* _DATA TO PROCESS_:
----------
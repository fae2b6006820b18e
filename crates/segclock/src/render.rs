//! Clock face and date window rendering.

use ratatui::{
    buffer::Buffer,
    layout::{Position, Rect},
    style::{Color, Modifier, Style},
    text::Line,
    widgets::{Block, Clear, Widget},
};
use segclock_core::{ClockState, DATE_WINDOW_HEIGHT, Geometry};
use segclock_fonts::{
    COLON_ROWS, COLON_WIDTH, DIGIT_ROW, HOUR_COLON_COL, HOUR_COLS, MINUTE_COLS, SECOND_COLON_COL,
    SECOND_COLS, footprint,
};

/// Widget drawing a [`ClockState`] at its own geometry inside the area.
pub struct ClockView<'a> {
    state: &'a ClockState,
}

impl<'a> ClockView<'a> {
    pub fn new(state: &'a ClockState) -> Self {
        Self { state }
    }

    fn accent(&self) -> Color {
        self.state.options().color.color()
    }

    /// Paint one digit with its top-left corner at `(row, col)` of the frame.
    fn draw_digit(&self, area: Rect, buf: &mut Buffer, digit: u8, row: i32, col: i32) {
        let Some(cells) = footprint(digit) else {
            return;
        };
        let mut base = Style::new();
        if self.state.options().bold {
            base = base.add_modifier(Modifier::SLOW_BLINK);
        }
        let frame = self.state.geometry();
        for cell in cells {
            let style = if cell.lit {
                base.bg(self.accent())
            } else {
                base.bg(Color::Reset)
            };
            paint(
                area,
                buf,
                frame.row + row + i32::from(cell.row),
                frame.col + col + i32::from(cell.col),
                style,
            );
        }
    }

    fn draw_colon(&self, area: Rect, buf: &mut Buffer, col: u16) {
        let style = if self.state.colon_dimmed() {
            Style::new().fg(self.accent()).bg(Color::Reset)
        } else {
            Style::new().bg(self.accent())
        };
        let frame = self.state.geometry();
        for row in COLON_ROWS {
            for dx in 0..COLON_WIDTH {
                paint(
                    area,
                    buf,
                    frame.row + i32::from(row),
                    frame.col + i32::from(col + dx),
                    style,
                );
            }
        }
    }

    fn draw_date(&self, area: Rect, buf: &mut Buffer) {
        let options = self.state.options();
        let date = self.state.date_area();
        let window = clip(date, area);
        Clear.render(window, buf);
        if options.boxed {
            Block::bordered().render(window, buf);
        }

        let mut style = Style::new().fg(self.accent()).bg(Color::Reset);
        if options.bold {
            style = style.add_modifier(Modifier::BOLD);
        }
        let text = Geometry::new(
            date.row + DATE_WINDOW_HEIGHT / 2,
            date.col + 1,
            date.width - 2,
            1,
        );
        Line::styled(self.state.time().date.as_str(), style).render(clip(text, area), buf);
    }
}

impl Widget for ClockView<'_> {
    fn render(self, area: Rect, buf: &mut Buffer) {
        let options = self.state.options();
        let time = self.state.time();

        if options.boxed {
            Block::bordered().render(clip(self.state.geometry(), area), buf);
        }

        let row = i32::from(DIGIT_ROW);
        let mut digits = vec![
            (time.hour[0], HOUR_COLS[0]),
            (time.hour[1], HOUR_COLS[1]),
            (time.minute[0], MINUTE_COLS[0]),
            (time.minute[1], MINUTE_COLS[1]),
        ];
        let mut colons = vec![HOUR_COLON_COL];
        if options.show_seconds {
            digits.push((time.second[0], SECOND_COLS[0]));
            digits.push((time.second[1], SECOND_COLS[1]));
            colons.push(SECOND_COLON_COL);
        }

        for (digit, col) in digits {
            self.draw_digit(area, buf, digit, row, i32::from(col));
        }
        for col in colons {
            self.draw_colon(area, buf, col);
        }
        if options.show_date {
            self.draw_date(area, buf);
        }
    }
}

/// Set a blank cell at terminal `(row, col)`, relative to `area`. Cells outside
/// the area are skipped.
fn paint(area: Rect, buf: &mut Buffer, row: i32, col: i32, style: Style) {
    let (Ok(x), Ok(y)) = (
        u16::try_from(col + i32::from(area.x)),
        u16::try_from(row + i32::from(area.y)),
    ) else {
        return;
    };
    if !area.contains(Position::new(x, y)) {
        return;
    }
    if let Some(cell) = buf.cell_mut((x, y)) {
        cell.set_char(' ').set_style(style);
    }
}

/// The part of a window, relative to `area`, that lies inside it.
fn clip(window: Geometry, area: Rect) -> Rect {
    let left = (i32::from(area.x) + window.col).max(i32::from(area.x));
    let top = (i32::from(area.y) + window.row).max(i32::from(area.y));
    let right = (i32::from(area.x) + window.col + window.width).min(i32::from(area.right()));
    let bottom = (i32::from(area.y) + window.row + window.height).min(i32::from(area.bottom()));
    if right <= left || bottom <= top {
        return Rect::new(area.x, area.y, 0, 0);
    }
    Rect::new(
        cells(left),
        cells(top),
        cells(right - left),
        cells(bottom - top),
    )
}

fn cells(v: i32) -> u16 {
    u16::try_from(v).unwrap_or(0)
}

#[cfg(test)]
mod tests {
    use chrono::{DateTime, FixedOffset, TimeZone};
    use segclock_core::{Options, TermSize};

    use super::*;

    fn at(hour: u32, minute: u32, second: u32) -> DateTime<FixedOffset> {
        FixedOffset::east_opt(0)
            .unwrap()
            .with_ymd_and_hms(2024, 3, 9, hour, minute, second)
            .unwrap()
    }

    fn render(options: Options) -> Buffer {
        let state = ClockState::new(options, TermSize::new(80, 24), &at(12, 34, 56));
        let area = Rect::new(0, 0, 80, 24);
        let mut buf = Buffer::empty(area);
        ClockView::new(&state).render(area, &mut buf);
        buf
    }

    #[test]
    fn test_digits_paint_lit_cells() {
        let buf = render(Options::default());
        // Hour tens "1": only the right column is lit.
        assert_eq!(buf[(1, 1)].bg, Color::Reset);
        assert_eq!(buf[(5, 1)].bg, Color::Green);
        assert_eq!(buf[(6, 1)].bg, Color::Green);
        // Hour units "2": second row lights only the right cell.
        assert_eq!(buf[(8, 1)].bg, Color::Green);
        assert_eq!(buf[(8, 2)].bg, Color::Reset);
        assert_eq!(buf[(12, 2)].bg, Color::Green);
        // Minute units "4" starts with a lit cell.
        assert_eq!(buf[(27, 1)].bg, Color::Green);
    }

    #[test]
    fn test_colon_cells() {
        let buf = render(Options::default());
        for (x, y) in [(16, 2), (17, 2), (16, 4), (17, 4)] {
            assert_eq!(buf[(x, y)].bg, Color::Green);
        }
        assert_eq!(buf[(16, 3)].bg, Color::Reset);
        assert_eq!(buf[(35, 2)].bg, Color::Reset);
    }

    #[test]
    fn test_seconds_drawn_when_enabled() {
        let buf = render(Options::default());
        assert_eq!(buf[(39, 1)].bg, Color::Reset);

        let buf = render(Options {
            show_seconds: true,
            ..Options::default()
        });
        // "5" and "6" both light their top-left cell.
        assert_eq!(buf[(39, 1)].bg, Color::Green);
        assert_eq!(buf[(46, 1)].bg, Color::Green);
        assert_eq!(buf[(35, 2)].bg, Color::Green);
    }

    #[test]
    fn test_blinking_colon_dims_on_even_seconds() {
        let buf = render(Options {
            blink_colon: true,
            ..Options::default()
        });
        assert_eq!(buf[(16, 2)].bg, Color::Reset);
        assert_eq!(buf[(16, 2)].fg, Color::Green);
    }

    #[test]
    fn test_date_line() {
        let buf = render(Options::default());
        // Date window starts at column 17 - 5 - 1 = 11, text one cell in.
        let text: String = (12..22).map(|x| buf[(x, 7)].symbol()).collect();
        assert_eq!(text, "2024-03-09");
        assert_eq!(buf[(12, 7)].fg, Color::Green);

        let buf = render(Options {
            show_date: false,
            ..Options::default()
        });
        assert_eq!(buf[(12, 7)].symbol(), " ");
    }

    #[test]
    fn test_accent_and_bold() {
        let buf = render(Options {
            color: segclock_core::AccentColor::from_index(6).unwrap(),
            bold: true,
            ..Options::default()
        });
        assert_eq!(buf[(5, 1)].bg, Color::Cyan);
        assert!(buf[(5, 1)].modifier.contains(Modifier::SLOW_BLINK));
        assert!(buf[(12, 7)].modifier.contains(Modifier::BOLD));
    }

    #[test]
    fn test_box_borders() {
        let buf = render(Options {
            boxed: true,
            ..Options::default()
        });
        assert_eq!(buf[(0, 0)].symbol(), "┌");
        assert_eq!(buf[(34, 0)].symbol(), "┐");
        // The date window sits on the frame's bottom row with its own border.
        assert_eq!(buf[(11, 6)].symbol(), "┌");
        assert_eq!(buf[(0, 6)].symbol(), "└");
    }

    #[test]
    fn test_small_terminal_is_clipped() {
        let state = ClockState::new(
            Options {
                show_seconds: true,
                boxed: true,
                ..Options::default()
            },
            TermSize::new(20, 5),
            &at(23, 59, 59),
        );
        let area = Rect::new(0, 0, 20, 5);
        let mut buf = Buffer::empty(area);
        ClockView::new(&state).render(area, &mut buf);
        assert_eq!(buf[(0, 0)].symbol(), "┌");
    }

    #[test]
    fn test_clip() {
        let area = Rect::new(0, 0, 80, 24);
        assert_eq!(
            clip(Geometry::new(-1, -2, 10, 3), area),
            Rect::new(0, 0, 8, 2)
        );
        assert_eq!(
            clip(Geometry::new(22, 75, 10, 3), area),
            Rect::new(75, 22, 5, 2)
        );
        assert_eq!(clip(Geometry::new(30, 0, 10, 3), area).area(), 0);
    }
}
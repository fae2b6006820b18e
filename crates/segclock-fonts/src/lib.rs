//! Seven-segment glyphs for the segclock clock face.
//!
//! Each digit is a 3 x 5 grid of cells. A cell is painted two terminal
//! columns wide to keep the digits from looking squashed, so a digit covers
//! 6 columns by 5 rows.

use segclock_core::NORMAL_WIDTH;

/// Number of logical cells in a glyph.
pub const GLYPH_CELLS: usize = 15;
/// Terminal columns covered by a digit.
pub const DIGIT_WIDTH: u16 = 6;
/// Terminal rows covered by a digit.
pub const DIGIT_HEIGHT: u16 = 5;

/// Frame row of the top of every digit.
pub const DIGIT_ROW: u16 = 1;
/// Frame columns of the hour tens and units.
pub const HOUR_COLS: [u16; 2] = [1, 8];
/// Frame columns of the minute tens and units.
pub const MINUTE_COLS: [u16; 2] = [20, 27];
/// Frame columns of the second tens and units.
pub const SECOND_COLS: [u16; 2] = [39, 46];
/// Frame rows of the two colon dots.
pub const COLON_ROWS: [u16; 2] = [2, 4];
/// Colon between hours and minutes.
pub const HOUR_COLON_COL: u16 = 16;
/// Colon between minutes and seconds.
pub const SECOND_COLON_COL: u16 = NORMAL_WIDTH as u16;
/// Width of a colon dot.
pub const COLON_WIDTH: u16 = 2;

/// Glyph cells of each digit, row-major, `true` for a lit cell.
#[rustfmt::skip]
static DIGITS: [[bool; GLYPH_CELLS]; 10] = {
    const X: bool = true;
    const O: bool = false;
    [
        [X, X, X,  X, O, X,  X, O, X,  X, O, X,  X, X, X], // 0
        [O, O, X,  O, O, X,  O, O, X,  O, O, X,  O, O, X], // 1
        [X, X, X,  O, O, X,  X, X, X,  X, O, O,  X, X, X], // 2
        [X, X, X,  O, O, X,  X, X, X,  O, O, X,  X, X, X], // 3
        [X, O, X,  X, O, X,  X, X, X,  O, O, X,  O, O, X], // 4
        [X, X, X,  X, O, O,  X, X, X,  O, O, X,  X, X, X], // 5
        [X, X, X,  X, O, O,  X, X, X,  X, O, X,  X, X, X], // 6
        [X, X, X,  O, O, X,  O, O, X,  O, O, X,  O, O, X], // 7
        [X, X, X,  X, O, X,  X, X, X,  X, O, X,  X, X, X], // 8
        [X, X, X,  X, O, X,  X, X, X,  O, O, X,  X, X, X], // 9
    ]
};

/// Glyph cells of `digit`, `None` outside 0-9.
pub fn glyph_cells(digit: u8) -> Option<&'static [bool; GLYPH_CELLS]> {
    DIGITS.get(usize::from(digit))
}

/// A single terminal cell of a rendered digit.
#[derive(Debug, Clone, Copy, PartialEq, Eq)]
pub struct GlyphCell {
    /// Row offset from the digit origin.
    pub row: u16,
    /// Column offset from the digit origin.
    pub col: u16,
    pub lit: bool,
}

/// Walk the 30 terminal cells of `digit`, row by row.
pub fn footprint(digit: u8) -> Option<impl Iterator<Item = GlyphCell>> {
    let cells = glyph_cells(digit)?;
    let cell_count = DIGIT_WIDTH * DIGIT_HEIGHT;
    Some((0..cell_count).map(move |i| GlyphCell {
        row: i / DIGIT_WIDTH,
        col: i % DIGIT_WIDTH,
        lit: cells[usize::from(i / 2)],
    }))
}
----------
* _EXERCISE GOAL_:
Give the exact lines, and only those, from the line containing "style).render(clip(text, area), buf);" through the line containing "let time = self.state.time();" in the entries above.

* _SOLUTION FOR THIS EXERCISE_:
        Line::styled(self.state.time().date.as_str(), style).render(clip(text, area), buf);
    }
}

impl Widget for ClockView<'_> {
    fn render(self, area: Rect, buf: &mut Buffer) {
        let options = self.state.options();
        let time = self.state.time();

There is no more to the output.